From the records below, give the number of lines that contain the string "needs", without any other text.

------ The data

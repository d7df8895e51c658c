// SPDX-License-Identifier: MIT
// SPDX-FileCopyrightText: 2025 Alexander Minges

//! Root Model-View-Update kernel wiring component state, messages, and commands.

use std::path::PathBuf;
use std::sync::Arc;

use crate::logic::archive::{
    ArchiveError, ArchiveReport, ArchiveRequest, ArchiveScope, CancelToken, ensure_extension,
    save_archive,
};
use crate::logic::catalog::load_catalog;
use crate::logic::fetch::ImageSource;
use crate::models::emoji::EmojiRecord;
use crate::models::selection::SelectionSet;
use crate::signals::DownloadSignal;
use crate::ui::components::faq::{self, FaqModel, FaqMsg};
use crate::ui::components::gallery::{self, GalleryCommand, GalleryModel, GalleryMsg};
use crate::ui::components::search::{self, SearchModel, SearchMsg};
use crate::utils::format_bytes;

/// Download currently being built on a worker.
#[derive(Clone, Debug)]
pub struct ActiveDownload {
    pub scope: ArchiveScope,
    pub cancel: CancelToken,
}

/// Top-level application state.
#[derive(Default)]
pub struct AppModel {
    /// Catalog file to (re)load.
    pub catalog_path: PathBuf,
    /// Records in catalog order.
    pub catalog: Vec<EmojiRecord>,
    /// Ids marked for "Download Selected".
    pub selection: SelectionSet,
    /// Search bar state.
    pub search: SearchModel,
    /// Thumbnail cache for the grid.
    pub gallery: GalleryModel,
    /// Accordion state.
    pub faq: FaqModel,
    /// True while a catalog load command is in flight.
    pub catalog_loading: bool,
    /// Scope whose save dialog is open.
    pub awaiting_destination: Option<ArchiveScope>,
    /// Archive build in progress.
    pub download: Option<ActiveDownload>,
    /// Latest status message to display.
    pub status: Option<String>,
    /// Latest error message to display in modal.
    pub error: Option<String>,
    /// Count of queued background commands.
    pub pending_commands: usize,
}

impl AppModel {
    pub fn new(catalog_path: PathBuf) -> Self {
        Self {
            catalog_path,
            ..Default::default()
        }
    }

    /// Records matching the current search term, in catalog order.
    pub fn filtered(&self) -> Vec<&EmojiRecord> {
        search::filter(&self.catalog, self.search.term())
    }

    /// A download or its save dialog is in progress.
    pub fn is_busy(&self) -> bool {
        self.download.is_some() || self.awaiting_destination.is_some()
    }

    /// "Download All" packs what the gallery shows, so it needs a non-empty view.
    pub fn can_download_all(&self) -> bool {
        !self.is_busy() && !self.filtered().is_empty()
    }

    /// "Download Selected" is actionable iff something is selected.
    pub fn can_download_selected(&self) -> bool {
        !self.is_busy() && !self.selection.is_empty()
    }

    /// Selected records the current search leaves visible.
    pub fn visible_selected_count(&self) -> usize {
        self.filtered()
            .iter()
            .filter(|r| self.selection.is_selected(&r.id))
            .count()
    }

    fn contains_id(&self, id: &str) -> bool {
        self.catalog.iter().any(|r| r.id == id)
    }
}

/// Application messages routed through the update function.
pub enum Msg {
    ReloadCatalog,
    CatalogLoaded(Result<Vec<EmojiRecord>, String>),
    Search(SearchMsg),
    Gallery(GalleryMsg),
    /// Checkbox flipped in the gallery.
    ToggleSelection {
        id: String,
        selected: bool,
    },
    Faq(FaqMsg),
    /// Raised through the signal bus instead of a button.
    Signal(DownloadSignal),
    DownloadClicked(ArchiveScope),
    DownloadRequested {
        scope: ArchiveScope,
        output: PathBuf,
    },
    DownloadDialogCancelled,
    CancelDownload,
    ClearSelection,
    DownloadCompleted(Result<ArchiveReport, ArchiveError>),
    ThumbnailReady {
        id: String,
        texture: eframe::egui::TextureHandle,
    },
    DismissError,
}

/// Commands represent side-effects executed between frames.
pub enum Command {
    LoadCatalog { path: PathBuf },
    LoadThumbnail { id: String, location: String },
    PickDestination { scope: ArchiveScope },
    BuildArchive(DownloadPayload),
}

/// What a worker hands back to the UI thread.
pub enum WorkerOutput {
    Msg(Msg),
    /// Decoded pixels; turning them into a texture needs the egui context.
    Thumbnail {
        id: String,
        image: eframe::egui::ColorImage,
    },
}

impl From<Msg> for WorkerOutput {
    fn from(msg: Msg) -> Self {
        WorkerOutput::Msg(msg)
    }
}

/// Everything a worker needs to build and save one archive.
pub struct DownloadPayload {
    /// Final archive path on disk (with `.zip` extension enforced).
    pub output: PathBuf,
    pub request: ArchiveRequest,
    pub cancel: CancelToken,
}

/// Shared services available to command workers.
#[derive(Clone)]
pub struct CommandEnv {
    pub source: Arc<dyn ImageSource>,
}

------------

▶ **Solution to this task**:
3